The electric air taxi startup Lilium is merging with special purpose acquisition company Qell after shareholders have now voted in favour of the merger. The SPAC deal will see Lilium list on Nasdaq this Wednesday. However, Lilium’s proceeds from the IPO are much less than hoped for.
65 per cent of the original Qell shareholders redeemed their shares. In March, the Lilium management around CEO Daniel Wiegand had still hoped for proceeds of almost 830 million dollars. Now Lilium was only able to collect 584 million dollars.
However, the IPO is now underway after more than 98% of the votes cast at the Extraordinary General Meeting of Qell Shareholders favoured the previously announced business combination.

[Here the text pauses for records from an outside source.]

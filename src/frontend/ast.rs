use super::intern::InternedSymbol;
use crate::frontend::lexer::Span;

/// A parsed source file: an ordered sequence of top level statements
#[derive(Debug)]
pub struct Program {
    pub statements: Vec<Statement>,
}

#[derive(Debug, Clone, Copy, PartialEq, Eq, PartialOrd, Ord)]
pub struct NodeId(pub u32);

#[derive(Debug)]
pub struct Statement {
    pub id: NodeId,
    pub span: Span,
    pub kind: StatementKind,
}

#[derive(Debug)]
pub enum StatementKind {
    /// `thine x: int = 1;` / `fact x: int = 1;`
    VariableDeclaration(Box<VariableDeclaration>),
    /// `proclaim(e);`
    Print(Box<Expression>),
    /// `don f(n: int) -> int { ... }`
    FunctionDeclaration(Box<FunctionDeclaration>),
    /// `object Name { ... }`
    ObjectDeclaration(Box<ObjectDeclaration>),
    /// `++x;`
    Increment(Box<Expression>),
    /// `--x;`
    Decrement(Box<Expression>),
    /// `x = e;`
    Assignment {
        target: Box<Expression>,
        source: Box<Expression>,
    },
    /// `return e;` / `return;`
    Return(Option<Box<Expression>>),
    /// `perchance (c) { ... } otherwise ...`
    If(Box<IfStatement>),
    /// `whilst (c) { ... }`
    While {
        condition: Box<Expression>,
        body: Block,
    },
    /// `repeat n { ... }`
    Repeat {
        count: Box<Expression>,
        body: Block,
    },
    /// `for i in a ..< b { ... }` / `for i in a ... b { ... }`
    ForRange {
        iterator: Identifier,
        start: Box<Expression>,
        inclusive: bool,
        end: Box<Expression>,
        body: Block,
    },
    /// `for x in xs { ... }`
    ForEach {
        iterator: Identifier,
        collection: Box<Expression>,
        body: Block,
    },
    /// `cease;`
    Break,
    /// A bare call used as a statement: `f(n: 5);`
    Expression(Box<Expression>),
}

#[derive(Debug)]
pub struct VariableDeclaration {
    pub mutable: bool,
    pub name: Identifier,
    pub ty: Type,
    pub initializer: Expression,
}

#[derive(Debug)]
pub struct FunctionDeclaration {
    pub id: NodeId,
    pub span: Span,
    pub name: Identifier,
    pub parameters: Vec<Parameter>,
    pub return_type: Option<Type>,
    pub body: Block,
}

#[derive(Debug)]
pub struct Parameter {
    pub id: NodeId,
    pub span: Span,
    pub name: Identifier,
    pub ty: Type,
}

/// `object Name { fields... }` declares a plain value type; adding `init`
/// and/or `don` methods makes it a class
#[derive(Debug)]
pub struct ObjectDeclaration {
    pub id: NodeId,
    pub span: Span,
    pub name: Identifier,
    pub fields: Vec<FieldDeclaration>,
    pub initializer: Option<Initializer>,
    pub methods: Vec<FunctionDeclaration>,
}

#[derive(Debug)]
pub struct FieldDeclaration {
    pub id: NodeId,
    pub span: Span,
    pub name: Identifier,
    pub ty: Type,
}

/// `init(radius: float) { mine.radius = radius; }`
#[derive(Debug)]
pub struct Initializer {
    pub id: NodeId,
    pub span: Span,
    pub parameters: Vec<Parameter>,
    pub body: Block,
}

#[derive(Debug)]
pub struct IfStatement {
    pub span: Span,
    pub condition: Box<Expression>,
    pub consequence: Block,
    pub alternate: Option<ElseTail>,
}

#[derive(Debug)]
pub enum ElseTail {
    Block(Block),
    If(Box<IfStatement>),
}

#[derive(Debug)]
pub struct Block {
    pub id: NodeId,
    pub span: Span,
    pub statements: Vec<Statement>,
}

#[derive(Debug)]
pub struct Identifier {
    pub id: NodeId,
    pub span: Span,
    pub symbol: InternedSymbol,
}

#[derive(Debug)]
pub struct Type {
    pub id: NodeId,
    pub span: Span,
    pub kind: TypeKind,
}

#[derive(Debug)]
pub enum TypeKind {
    /// `int`, `float`, `string`, `bool`, `any`, `zilch`, or an object name
    Named(Identifier),
    /// `[T]`
    List(Box<Type>),
    /// `T?`
    Optional(Box<Type>),
    /// `(int, int) -> int`
    Function {
        parameters: Vec<Type>,
        return_type: Box<Type>,
    },
}

#[derive(Debug)]
pub struct Expression {
    pub id: NodeId,
    pub span: Span,
    pub kind: ExpressionKind,
}

#[derive(Debug)]
pub enum ExpressionKind {
    Integer(i64),
    Float(f64),
    Boolean(bool),
    /// String literal; interleaves literal text with `${...}` expressions
    StringTemplate(Vec<StringSegment>),
    Identifier(Identifier),
    /// `mine`
    SelfReference,
    /// `naught T`
    EmptyOptional(Box<Type>),
    /// `[]`
    EmptyList,
    /// `[a, b, c]`
    List(Vec<Expression>),
    Binary {
        operator: BinaryOperatorKind,
        lhs: Box<Expression>,
        rhs: Box<Expression>,
    },
    Unary {
        operator: UnaryOperatorKind,
        operand: Box<Expression>,
    },
    Ternary {
        condition: Box<Expression>,
        consequence: Box<Expression>,
        alternate: Box<Expression>,
    },
    NilCoalescing {
        left: Box<Expression>,
        right: Box<Expression>,
    },
    Call {
        callee: Box<Expression>,
        arguments: Vec<Argument>,
    },
    Subscript {
        collection: Box<Expression>,
        index: Box<Expression>,
    },
    Member {
        object: Box<Expression>,
        access: MemberAccess,
        field: Identifier,
    },
    Grouping(Box<Expression>),
}

#[derive(Debug)]
pub enum StringSegment {
    Text(String),
    Interpolation(Expression),
}

/// Call arguments are always named: `f(n: 5)`
#[derive(Debug)]
pub struct Argument {
    pub span: Span,
    pub name: Identifier,
    pub value: Expression,
}

#[derive(Debug, Clone, Copy, PartialEq, Eq)]
pub enum MemberAccess {
    /// `.`, requires an object-typed receiver
    Direct,
    /// `?.`, requires an optional-object-typed receiver
    Optional,
}

#[derive(Debug, Clone, Copy, PartialEq, Eq)]
pub enum BinaryOperatorKind {
    Add,                  // +
    Subtract,             // -
    Multiply,             // *
    Divide,               // /
    Power,                // **
    Equals,               // ==
    NotEquals,            // !=
    LessThan,             // <
    LessThanOrEqualTo,    // <=
    GreaterThan,          // >
    GreaterThanOrEqualTo, // >=
    LogicalAnd,           // &&
    LogicalOr,            // ||
}

#[derive(Debug, Clone, Copy, PartialEq, Eq)]
pub enum BinaryOperatorClass {
    Arithmetic,
    Comparison,
    Equality,
    Logical,
}

impl BinaryOperatorKind {
    pub fn class(self) -> BinaryOperatorClass {
        match self {
            Self::Add | Self::Subtract | Self::Multiply | Self::Divide | Self::Power => {
                BinaryOperatorClass::Arithmetic
            }
            Self::LessThan
            | Self::LessThanOrEqualTo
            | Self::GreaterThan
            | Self::GreaterThanOrEqualTo => BinaryOperatorClass::Comparison,
            Self::Equals | Self::NotEquals => BinaryOperatorClass::Equality,
            Self::LogicalAnd | Self::LogicalOr => BinaryOperatorClass::Logical,
        }
    }
}

#[derive(Debug, Clone, Copy, PartialEq, Eq)]
pub enum UnaryOperatorKind {
    Negate, // -
    Not,    // ne
    Some,   // some
}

The merger is expected to close on September 14, 2021, subject to the satisfaction or waiver of customary closing conditions. Lilium shares will list on Nasdaq as “LILM” and “LILMW” the following day.

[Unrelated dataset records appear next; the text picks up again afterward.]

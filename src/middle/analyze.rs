use std::rc::Rc;

use hashbrown::{HashMap, HashSet};

use crate::{
    frontend::{
        SourceFile,
        ast::{
            self, BinaryOperatorClass, BinaryOperatorKind, ElseTail, ExpressionKind, Identifier,
            MemberAccess, StatementKind, StringSegment, TypeKind, UnaryOperatorKind,
        },
        intern::InternedSymbol,
        lexer::Span,
    },
    middle::{
        SemanticError, ir,
        ir::{FunctionId, VariableId},
        ty::{Field, FunctionType, ObjectId, ObjectType, Type},
    },
};

/// Checks a parsed program and lowers it to typed IR. The walk keeps an
/// explicit stack of lexical scopes; entities live in arenas so that a
/// function or object type can be declared before its contents are known.
pub struct Analyzer<'source> {
    source: &'source SourceFile,
    entities: ir::Entities,
    scopes: Vec<Scope>,
    /// While analyzing a class initializer body, the set of fields assigned
    /// through `mine` so far
    initialized_fields: Option<HashSet<InternedSymbol>>,
}

#[derive(Debug, Default)]
struct Scope {
    bindings: HashMap<InternedSymbol, Binding>,
    in_loop: bool,
    function: Option<FunctionId>,
    class: Option<ObjectId>,
}

#[derive(Debug, Clone, Copy)]
enum Binding {
    Variable(VariableId),
    Function(FunctionId),
    Object(ObjectId),
}

pub fn analyze(
    source: &SourceFile,
    program: &ast::Program,
) -> Result<ir::Program, SemanticError> {
    let mut analyzer = Analyzer::new(source);

    let statements = program
        .statements
        .iter()
        .map(|statement| analyzer.analyze_statement(statement))
        .collect::<Result<Vec<_>, _>>()?;

    Ok(ir::Program {
        statements,
        entities: analyzer.entities,
    })
}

Daniel Wiegand, Co-Founder and CEO, Lilium, said, “Today’s vote brings us one step closer to our planned commercial launch in 2024, delivering sustainable high-speed regional transportation with the all-electric 7-Seater Lilium Jet.”
A troubled uptake
It remains to be seen whether the new funding will be enough to get Lilium up and away. In July this, German paper Welt am Sonntag reported the electric aerial taxi start-up was short of cash. The company had amended its 2019 balance sheet to include a going concern risk note, so the report. Lilium had later confirmed that the upcoming IPO or alternative financing was needed as the company would otherwise run out of money in December 2022.
The company is currently employing 400 engineers working on a seven-seater electric jet. Unlike other urban air taxi companies, Lilium aims for regional transport routes around the 300-kilometre distance. By 2025, for example, the company wants to connect Orlando with Miami in the south and Jacksonville in the north of Florida.
In July, Lilium struck a deal with the Porsche and Manz joint venture Customcells. The battery specialist will “play a critical role in scaling up production of the 7-Lilium jet ahead of its planned launch in 2024,” both announcements said. The battery cells and Lilium jets will be made in Germany.